**INSTRUCTIONS FOR THE TASK**
Please find the lines in the following records that hold "InternshipLog", and copy them.
* * * * *
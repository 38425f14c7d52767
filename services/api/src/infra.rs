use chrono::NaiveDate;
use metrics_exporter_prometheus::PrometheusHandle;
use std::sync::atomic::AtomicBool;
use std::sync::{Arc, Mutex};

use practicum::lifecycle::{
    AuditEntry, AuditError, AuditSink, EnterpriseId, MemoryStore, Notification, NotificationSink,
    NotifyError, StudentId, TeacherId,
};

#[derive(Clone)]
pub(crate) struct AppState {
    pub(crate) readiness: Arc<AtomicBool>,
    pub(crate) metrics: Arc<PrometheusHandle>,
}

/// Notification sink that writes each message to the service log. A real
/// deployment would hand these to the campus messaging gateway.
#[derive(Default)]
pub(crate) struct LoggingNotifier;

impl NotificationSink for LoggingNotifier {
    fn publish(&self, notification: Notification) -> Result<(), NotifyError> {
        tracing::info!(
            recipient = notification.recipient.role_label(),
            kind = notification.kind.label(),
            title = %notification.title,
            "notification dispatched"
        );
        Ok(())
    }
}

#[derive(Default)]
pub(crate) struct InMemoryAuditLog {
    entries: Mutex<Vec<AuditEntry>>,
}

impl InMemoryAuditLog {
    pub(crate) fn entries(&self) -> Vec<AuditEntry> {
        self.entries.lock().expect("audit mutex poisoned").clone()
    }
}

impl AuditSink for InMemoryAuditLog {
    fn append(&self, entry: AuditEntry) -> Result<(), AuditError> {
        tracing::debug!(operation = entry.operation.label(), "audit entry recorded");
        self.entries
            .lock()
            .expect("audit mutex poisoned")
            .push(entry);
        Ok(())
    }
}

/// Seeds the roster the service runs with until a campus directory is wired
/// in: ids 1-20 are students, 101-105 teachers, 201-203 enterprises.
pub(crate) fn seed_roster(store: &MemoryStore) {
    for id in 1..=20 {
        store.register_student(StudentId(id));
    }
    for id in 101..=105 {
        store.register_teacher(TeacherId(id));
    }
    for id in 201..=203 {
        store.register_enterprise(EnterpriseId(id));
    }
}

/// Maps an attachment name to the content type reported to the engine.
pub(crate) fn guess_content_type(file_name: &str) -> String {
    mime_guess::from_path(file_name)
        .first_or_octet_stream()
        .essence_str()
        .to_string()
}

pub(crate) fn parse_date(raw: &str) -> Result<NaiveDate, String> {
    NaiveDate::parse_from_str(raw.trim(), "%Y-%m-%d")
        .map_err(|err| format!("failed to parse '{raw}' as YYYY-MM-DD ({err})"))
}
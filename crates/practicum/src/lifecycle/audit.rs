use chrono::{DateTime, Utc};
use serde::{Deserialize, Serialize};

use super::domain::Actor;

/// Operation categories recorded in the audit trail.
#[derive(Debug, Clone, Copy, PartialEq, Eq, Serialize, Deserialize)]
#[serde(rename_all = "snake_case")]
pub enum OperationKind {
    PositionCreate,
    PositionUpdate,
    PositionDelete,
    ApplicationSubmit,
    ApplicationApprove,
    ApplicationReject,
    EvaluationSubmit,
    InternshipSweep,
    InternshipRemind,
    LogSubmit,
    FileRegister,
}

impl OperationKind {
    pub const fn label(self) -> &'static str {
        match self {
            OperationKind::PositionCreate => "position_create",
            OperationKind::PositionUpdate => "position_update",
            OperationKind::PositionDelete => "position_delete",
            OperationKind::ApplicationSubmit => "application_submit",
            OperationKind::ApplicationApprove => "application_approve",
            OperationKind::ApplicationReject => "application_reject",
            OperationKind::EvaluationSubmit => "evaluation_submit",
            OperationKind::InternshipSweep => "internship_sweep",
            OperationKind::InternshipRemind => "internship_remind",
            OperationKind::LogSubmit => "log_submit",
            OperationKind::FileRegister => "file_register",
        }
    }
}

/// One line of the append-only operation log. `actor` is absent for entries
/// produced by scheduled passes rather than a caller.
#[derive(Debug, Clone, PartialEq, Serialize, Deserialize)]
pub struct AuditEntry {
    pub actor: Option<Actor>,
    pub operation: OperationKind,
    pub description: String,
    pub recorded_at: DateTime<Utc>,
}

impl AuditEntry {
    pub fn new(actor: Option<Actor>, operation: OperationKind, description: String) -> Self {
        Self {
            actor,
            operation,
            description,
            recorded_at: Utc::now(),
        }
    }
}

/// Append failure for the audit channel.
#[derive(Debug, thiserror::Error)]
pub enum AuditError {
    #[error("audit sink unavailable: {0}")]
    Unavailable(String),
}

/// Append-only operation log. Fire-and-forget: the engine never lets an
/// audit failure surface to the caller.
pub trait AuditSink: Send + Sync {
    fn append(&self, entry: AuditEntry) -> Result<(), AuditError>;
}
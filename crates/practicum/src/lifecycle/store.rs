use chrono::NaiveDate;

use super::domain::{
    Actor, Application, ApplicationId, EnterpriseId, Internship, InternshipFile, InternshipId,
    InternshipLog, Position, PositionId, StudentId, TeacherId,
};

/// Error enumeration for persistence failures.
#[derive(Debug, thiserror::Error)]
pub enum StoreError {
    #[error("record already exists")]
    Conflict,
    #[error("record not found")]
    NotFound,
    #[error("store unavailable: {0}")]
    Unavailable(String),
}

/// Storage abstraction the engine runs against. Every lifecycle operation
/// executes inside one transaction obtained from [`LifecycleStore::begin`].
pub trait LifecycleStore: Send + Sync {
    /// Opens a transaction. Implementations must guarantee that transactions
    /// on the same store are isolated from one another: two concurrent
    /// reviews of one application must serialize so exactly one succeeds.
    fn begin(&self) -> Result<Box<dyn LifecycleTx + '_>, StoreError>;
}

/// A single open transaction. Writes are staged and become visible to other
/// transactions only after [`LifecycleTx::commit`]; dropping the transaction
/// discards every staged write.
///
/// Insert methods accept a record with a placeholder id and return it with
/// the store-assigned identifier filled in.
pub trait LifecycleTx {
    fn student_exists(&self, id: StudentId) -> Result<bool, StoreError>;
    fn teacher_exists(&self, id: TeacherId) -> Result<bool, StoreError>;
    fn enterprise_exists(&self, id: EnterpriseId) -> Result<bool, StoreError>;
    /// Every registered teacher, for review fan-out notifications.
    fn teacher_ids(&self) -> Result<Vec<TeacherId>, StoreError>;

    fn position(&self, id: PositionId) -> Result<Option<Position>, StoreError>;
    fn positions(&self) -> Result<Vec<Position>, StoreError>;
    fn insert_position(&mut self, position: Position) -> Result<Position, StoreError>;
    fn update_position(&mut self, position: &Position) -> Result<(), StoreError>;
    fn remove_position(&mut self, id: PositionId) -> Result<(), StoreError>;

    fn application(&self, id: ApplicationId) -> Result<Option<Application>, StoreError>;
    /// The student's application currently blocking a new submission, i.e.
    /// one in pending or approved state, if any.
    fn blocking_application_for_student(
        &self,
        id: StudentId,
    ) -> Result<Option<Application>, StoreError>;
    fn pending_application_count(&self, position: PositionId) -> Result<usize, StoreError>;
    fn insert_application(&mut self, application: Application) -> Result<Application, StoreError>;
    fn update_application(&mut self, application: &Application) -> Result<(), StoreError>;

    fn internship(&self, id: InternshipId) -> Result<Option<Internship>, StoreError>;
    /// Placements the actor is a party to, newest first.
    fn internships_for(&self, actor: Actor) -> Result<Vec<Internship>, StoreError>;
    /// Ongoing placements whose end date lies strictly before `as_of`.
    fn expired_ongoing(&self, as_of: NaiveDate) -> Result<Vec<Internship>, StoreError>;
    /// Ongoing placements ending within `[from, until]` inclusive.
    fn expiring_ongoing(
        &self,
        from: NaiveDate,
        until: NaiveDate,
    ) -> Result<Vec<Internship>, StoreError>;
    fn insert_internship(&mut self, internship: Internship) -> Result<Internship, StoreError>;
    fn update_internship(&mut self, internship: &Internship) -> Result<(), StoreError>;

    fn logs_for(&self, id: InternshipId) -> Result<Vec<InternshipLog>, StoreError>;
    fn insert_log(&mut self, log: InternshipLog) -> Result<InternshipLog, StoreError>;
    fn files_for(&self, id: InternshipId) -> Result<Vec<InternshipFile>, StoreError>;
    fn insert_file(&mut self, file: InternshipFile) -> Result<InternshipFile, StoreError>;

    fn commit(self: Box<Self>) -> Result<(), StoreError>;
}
* * * * *
**SOLUTION**
    InternshipLog, Position, PositionId, StudentId, TeacherId,
    fn logs_for(&self, id: InternshipId) -> Result<Vec<InternshipLog>, StoreError>;
    fn insert_log(&mut self, log: InternshipLog) -> Result<InternshipLog, StoreError>;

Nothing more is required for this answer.